Qualcuno dirà che il gas, come gli altri prodotti assoggettati ad accise, non è tutto destinato al consumo domestico. Vero ma come è ovvio e normale, le imprese trasferiranno il costo delle accise sui beni di consumo ai quali applicherà anche l’Iva, tutti i costi, propri ed impropri, sono sempre un onere per gli ultimi, siano essi la parte finale delle filiera o i più deboli socialmente.
Il costo per una famiglia con un consumo di 1.400 Smc/annui nel mercato tutelato, passa da 918,3 euro del 2020 a 1.115,2 euro, con un aumento del 21,44%, e a 1.916,3 euro del 2022, sempre che il prezzo del gas e l’Iva non aumentino, con un ulteriore 71,8% e dal 2020 del 108,7%, cioè più del doppio, ai quali dobbiamo aggiungere quelli dell’elettricità, della benzina e i maggiori costi delle imprese che, per la loro sopravvivenza, saranno trasferiti sui beni e sui servizi consumati dai cittadini.

Affermare che la povertà aumenta, che la situazione socio-economica del Paese è a rischio, e, nello stesso tempo, che l’equilibrio economico degli operatori di settore, cioè il profitto, deve essere garantito, come fa Arera, è solo ipocrisia.
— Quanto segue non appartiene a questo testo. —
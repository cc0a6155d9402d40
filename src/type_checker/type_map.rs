//! Operator compatibility table.
//!
//! For each operator the table holds a decision tree over the operand
//! types. Lookups walk the keys from left to right: an exact case is used
//! when one exists, otherwise the branch's default applies. Most pairs are
//! illegal, so only the legal combinations are spelled out.

use std::{collections::HashMap, fmt::Display};

use lazy_static::lazy_static;

use crate::ast::{
    expressions::{ArithOp, CompareOp},
    statements::AssignOp,
    types::TypeTag,
};

lazy_static! {
    /// Built once on first use and never modified.
    pub static ref TYPE_MAP: TypeMap = TypeMap::build();
}

#[derive(Debug, Clone, Copy, PartialEq, Eq, Hash)]
pub enum Operator {
    Number(ArithOp),
    Elementwise(ArithOp),
    Compare(CompareOp),
    Assign(AssignOp),
}

impl Display for Operator {
    fn fmt(&self, f: &mut std::fmt::Formatter<'_>) -> std::fmt::Result {
        match self {
            Operator::Number(op) => write!(f, "{}", op),
            Operator::Elementwise(op) => write!(f, ".{}", op),
            Operator::Compare(op) => write!(f, "{}", op),
            Operator::Assign(op) => write!(f, "{}", op),
        }
    }
}

/// One level of a lookup path.
#[derive(Debug, Clone, Copy, PartialEq, Eq, Hash)]
pub enum Key {
    Type(TypeTag),
    /// Assignment target that is a bare name
    Identifier,
    /// Assignment target that is an indexed element or slice
    Indexed,
}

#[derive(Debug, Clone, Copy, PartialEq, Eq)]
pub enum Outcome {
    Type(TypeTag),
    /// The assignment is legal
    Bind,
    OpNotSupported,
    LeftInvalid,
    RightInvalid,
}

#[derive(Debug, Clone)]
pub enum Rule {
    Leaf(Outcome),
    Branch {
        cases: HashMap<Key, Rule>,
        default: Outcome,
    },
}

impl Rule {
    fn resolve(&self, keys: &[Key]) -> Outcome {
        match self {
            Rule::Leaf(outcome) => *outcome,
            Rule::Branch { cases, default } => match keys.split_first() {
                Some((key, rest)) => cases
                    .get(key)
                    .map(|rule| rule.resolve(rest))
                    .unwrap_or(*default),
                None => *default,
            },
        }
    }
}

#[derive(Debug)]
pub struct TypeMap {
    rules: HashMap<Operator, Rule>,
}

impl TypeMap {
    pub fn lookup(&self, operator: Operator, keys: &[Key]) -> Outcome {
        self.rules
            .get(&operator)
            .map(|rule| rule.resolve(keys))
            .unwrap_or(Outcome::OpNotSupported)
    }

    fn build() -> Self {
        let mut rules = HashMap::new();

        for op in [ArithOp::Add, ArithOp::Sub, ArithOp::Mul, ArithOp::Div] {
            rules.insert(Operator::Number(op), number_rule(op));
            rules.insert(Operator::Elementwise(op), elementwise_rule());
            rules.insert(Operator::Assign(AssignOp::Compound(op)), compound_assign_rule(op));
        }

        for op in [
            CompareOp::Less,
            CompareOp::Greater,
            CompareOp::LessEquals,
            CompareOp::GreaterEquals,
            CompareOp::Equals,
            CompareOp::NotEquals,
        ] {
            rules.insert(Operator::Compare(op), compare_rule());
        }

        rules.insert(Operator::Assign(AssignOp::Assign), assign_rule());

        TypeMap { rules }
    }
}

const ARRAY_LIKE: [TypeTag; 2] = [TypeTag::Array, TypeTag::TaintedArray];
const NON_NUMERIC: [TypeTag; 5] = [
    TypeTag::String,
    TypeTag::Bool,
    TypeTag::Range,
    TypeTag::Array,
    TypeTag::TaintedArray,
];

fn leaf(outcome: Outcome) -> Rule {
    Rule::Leaf(outcome)
}

fn ty(tag: TypeTag) -> Outcome {
    Outcome::Type(tag)
}

fn branch(cases: Vec<(TypeTag, Rule)>, default: Outcome) -> Rule {
    Rule::Branch {
        cases: cases
            .into_iter()
            .map(|(tag, rule)| (Key::Type(tag), rule))
            .collect(),
        default,
    }
}

/// `lhs` rows for the numeric part of `+ - * /`.
fn numeric_rows(op: ArithOp) -> Vec<(TypeTag, Rule)> {
    let mut int_row = vec![
        (TypeTag::Int, leaf(ty(TypeTag::Int))),
        (TypeTag::Float, leaf(ty(TypeTag::Float))),
        (TypeTag::Unknown, leaf(ty(TypeTag::Unknown))),
    ];
    if op == ArithOp::Mul {
        int_row.push((TypeTag::String, leaf(ty(TypeTag::String))));
    }

    let float_row = vec![
        (TypeTag::Int, leaf(ty(TypeTag::Float))),
        (TypeTag::Float, leaf(ty(TypeTag::Float))),
        (TypeTag::Unknown, leaf(ty(TypeTag::Unknown))),
    ];

    let mut string_row = vec![(TypeTag::Unknown, leaf(ty(TypeTag::Unknown)))];
    match op {
        ArithOp::Add => string_row.push((TypeTag::String, leaf(ty(TypeTag::String)))),
        ArithOp::Mul => string_row.push((TypeTag::Int, leaf(ty(TypeTag::String)))),
        ArithOp::Sub | ArithOp::Div => {}
    }

    vec![
        (TypeTag::Int, branch(int_row, Outcome::OpNotSupported)),
        (TypeTag::Float, branch(float_row, Outcome::OpNotSupported)),
        (TypeTag::String, branch(string_row, Outcome::OpNotSupported)),
        (TypeTag::Unknown, leaf(ty(TypeTag::Unknown))),
    ]
}

fn number_rule(op: ArithOp) -> Rule {
    let mut rows = numeric_rows(op);

    let array_row = if op == ArithOp::Mul {
        vec![
            (TypeTag::Array, leaf(ty(TypeTag::Array))),
            (TypeTag::TaintedArray, leaf(ty(TypeTag::Array))),
            (TypeTag::Unknown, leaf(ty(TypeTag::Unknown))),
        ]
    } else {
        vec![(TypeTag::Unknown, leaf(ty(TypeTag::Unknown)))]
    };
    for tag in ARRAY_LIKE {
        rows.push((tag, branch(array_row.clone(), Outcome::OpNotSupported)));
    }
    for tag in [TypeTag::Bool, TypeTag::Range] {
        rows.push((
            tag,
            branch(
                vec![(TypeTag::Unknown, leaf(ty(TypeTag::Unknown)))],
                Outcome::OpNotSupported,
            ),
        ));
    }

    branch(rows, Outcome::OpNotSupported)
}

fn elementwise_rule() -> Rule {
    let array_row = vec![
        (TypeTag::Array, leaf(ty(TypeTag::Array))),
        (TypeTag::TaintedArray, leaf(ty(TypeTag::Array))),
        (TypeTag::Unknown, leaf(ty(TypeTag::Unknown))),
    ];
    let unknown_only = vec![(TypeTag::Unknown, leaf(ty(TypeTag::Unknown)))];

    let mut rows = vec![(TypeTag::Unknown, leaf(ty(TypeTag::Unknown)))];
    for tag in ARRAY_LIKE {
        rows.push((tag, branch(array_row.clone(), Outcome::OpNotSupported)));
    }
    for tag in [TypeTag::Int, TypeTag::Float, TypeTag::String, TypeTag::Bool, TypeTag::Range] {
        rows.push((tag, branch(unknown_only.clone(), Outcome::OpNotSupported)));
    }

    branch(rows, Outcome::OpNotSupported)
}

fn compare_rule() -> Rule {
    let number_row = vec![
        (TypeTag::Int, leaf(ty(TypeTag::Bool))),
        (TypeTag::Float, leaf(ty(TypeTag::Bool))),
        (TypeTag::Unknown, leaf(ty(TypeTag::Bool))),
    ];
    let string_row = vec![
        (TypeTag::String, leaf(ty(TypeTag::Bool))),
        (TypeTag::Unknown, leaf(ty(TypeTag::Bool))),
    ];

    let mut rows = vec![
        (TypeTag::Int, branch(number_row.clone(), Outcome::OpNotSupported)),
        (TypeTag::Float, branch(number_row, Outcome::OpNotSupported)),
        (TypeTag::String, branch(string_row, Outcome::OpNotSupported)),
        (TypeTag::Unknown, leaf(ty(TypeTag::Bool))),
    ];
    for tag in [TypeTag::Bool, TypeTag::Range, TypeTag::Array, TypeTag::TaintedArray] {
        rows.push((
            tag,
            branch(
                vec![(TypeTag::Unknown, leaf(ty(TypeTag::Bool)))],
                Outcome::OpNotSupported,
            ),
        ));
    }

    branch(rows, Outcome::OpNotSupported)
}

/// Legal `value` types when writing into an indexed target whose current
/// type is the first key.
fn indexed_target_rows(compound: bool) -> Vec<(TypeTag, Rule)> {
    let scalar_row = branch(
        vec![
            (TypeTag::Int, leaf(Outcome::Bind)),
            (TypeTag::Float, leaf(Outcome::Bind)),
            (TypeTag::Unknown, leaf(Outcome::Bind)),
        ],
        Outcome::OpNotSupported,
    );

    let mut rows = vec![
        (TypeTag::Int, scalar_row.clone()),
        (TypeTag::Float, scalar_row),
        (TypeTag::Unknown, leaf(Outcome::Bind)),
    ];

    if compound {
        for tag in NON_NUMERIC {
            rows.push((tag, leaf(Outcome::OpNotSupported)));
        }
    } else {
        let array_row = branch(
            vec![
                (TypeTag::Array, leaf(Outcome::Bind)),
                (TypeTag::TaintedArray, leaf(Outcome::Bind)),
                (TypeTag::Unknown, leaf(Outcome::Bind)),
            ],
            Outcome::OpNotSupported,
        );
        for tag in ARRAY_LIKE {
            rows.push((tag, array_row.clone()));
        }
        rows.push((
            TypeTag::String,
            branch(
                vec![
                    (TypeTag::String, leaf(Outcome::Bind)),
                    (TypeTag::Unknown, leaf(Outcome::Bind)),
                ],
                Outcome::OpNotSupported,
            ),
        ));
    }

    rows
}

/// `=`: keys are `[target, value]` for names and
/// `[Indexed, target type, value]` for indexed targets.
fn assign_rule() -> Rule {
    let assignable = [
        TypeTag::Int,
        TypeTag::Float,
        TypeTag::String,
        TypeTag::Array,
        TypeTag::TaintedArray,
        TypeTag::Unknown,
    ];
    let identifier = branch(
        assignable
            .into_iter()
            .map(|tag| (tag, leaf(Outcome::Bind)))
            .collect(),
        Outcome::RightInvalid,
    );

    let mut cases = HashMap::new();
    cases.insert(Key::Identifier, identifier);
    cases.insert(
        Key::Indexed,
        branch(indexed_target_rows(false), Outcome::LeftInvalid),
    );

    Rule::Branch {
        cases,
        default: Outcome::LeftInvalid,
    }
}

/// `+= -= *= /=`: keys are `[Identifier, current type, value]` or
/// `[Indexed, target type, value]`. For names the outcome is the type of
/// the updated variable.
fn compound_assign_rule(op: ArithOp) -> Rule {
    let mut cases = HashMap::new();
    cases.insert(
        Key::Identifier,
        branch(numeric_rows(op), Outcome::OpNotSupported),
    );
    cases.insert(
        Key::Indexed,
        branch(indexed_target_rows(true), Outcome::LeftInvalid),
    );

    Rule::Branch {
        cases,
        default: Outcome::LeftInvalid,
    }
}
Speriamo non si avveri la profezia di Nick Hanauer, imprenditore e finanziere multimiliardario americano, che rivolgendosi ai suoi colleghi miliardari ventilò l’ipotesi dell’arrivo dei forconi se non fosse stata affrontata la questione della crescente disuguaglianza sociale.

Esiste la soluzione al problema, serve solo la volontà politica: occorre semplificare la filiera del servizio ed escludere coloro che non sono funzionali direttamente al servizio in modo che gli scambi siano corrispondenti ai volumi importati e prodotti, con la limitazione delle importazioni a quelle regolate da rapporti contrattuali di durata ultra-annuale, con la semplificazione del segmento finale della filiera e il divieto degli scambi successivi all’importazione e non parte della filiera.
È una limitazione alla libera iniziativa privata economica sancita dall’articolo 41 della Costituzione? No, è l’applicazione del secondo comma dello stesso articolo perché l’attuale sistema è in contrasto con l’utilità sociale o tale da recare danno alla salute, all’ambiente, alla sicurezza, alla libertà, alla dignità umana.
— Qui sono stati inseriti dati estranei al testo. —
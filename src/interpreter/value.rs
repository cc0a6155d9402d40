use std::fmt::Display;

use super::matrix::{format_float, Element, Matrix, Part};

/// A runtime value.
#[derive(Debug, Clone, PartialEq)]
pub enum Value {
    Int(i64),
    Float(f64),
    Str(String),
    Bool(bool),
    Matrix(Matrix),
}

impl Value {
    pub fn type_name(&self) -> &'static str {
        match self {
            Value::Int(_) => "int",
            Value::Float(_) => "float",
            Value::Str(_) => "string",
            Value::Bool(_) => "bool",
            Value::Matrix(_) => "array",
        }
    }

    /// Truth value when used as a condition. Numbers are true when
    /// non-zero; strings and matrices have none.
    pub fn truthiness(&self) -> Option<bool> {
        match self {
            Value::Bool(value) => Some(*value),
            Value::Int(value) => Some(*value != 0),
            Value::Float(value) => Some(*value != 0.0),
            Value::Str(_) | Value::Matrix(_) => None,
        }
    }

    /// A matrix element as a scalar value.
    pub fn from_element(element: Element) -> Value {
        match element {
            Element::Int(value) => Value::Int(value),
            Element::Float(value) => Value::Float(value),
        }
    }

    pub fn from_part(part: Part) -> Value {
        match part {
            Part::Scalar(element) => Value::from_element(element),
            Part::Matrix(matrix) => Value::Matrix(matrix),
        }
    }

    /// The number as a matrix element, if this is a number.
    pub fn as_element(&self) -> Option<Element> {
        match self {
            Value::Int(value) => Some(Element::Int(*value)),
            Value::Float(value) => Some(Element::Float(*value)),
            _ => None,
        }
    }

    /// What gets written when this value is assigned into a matrix.
    pub fn as_part(&self) -> Option<Part> {
        match self {
            Value::Matrix(matrix) => Some(Part::Matrix(matrix.clone())),
            other => other.as_element().map(Part::Scalar),
        }
    }
}

impl Display for Value {
    fn fmt(&self, f: &mut std::fmt::Formatter<'_>) -> std::fmt::Result {
        match self {
            Value::Int(value) => write!(f, "{}", value),
            Value::Float(value) => write!(f, "{}", format_float(*value)),
            Value::Str(value) => write!(f, "{}", value),
            Value::Bool(value) => write!(f, "{}", value),
            Value::Matrix(matrix) => write!(f, "{}", matrix),
        }
    }
}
Anche la concentrazione della produzione nazionale e dell’importazione di gas naturale in un unico operatore pubblico avrebbe una legittimazione nell’articolo 43 della Costituzione perché servizio strategico con varie ripercussioni, tra le quali anche la dipendenza da Paesi con regimi autocratici o, eufemisticamente, instabili.
Replicare la nazionalizzazione del 1962 della produzione dell’energia elettrica, con le stesse motivazioni, è un atto politico lungimirante. L’attuale è il sistema del giorno per giorno a favore degli interessi particolari dei pochi che non è compatibile con la crescita sociale ed economica di tutto il Paese.

È una scelta in contrasto con la concorrenza ed il mercato? No. Quella attuale è una mistificazione della concorrenza e del mercato e crea posizioni quasi monopolistiche e, comunque, dominanti. È un sistema neoliberista dove lo Stato, escluso dalla sua funzione regolatrice, grazie a un’Autorità dai comportamenti incomprensibili, subisce le scelte di operatori che, nei settori dell’energia, sono gli oligarchi nostrani.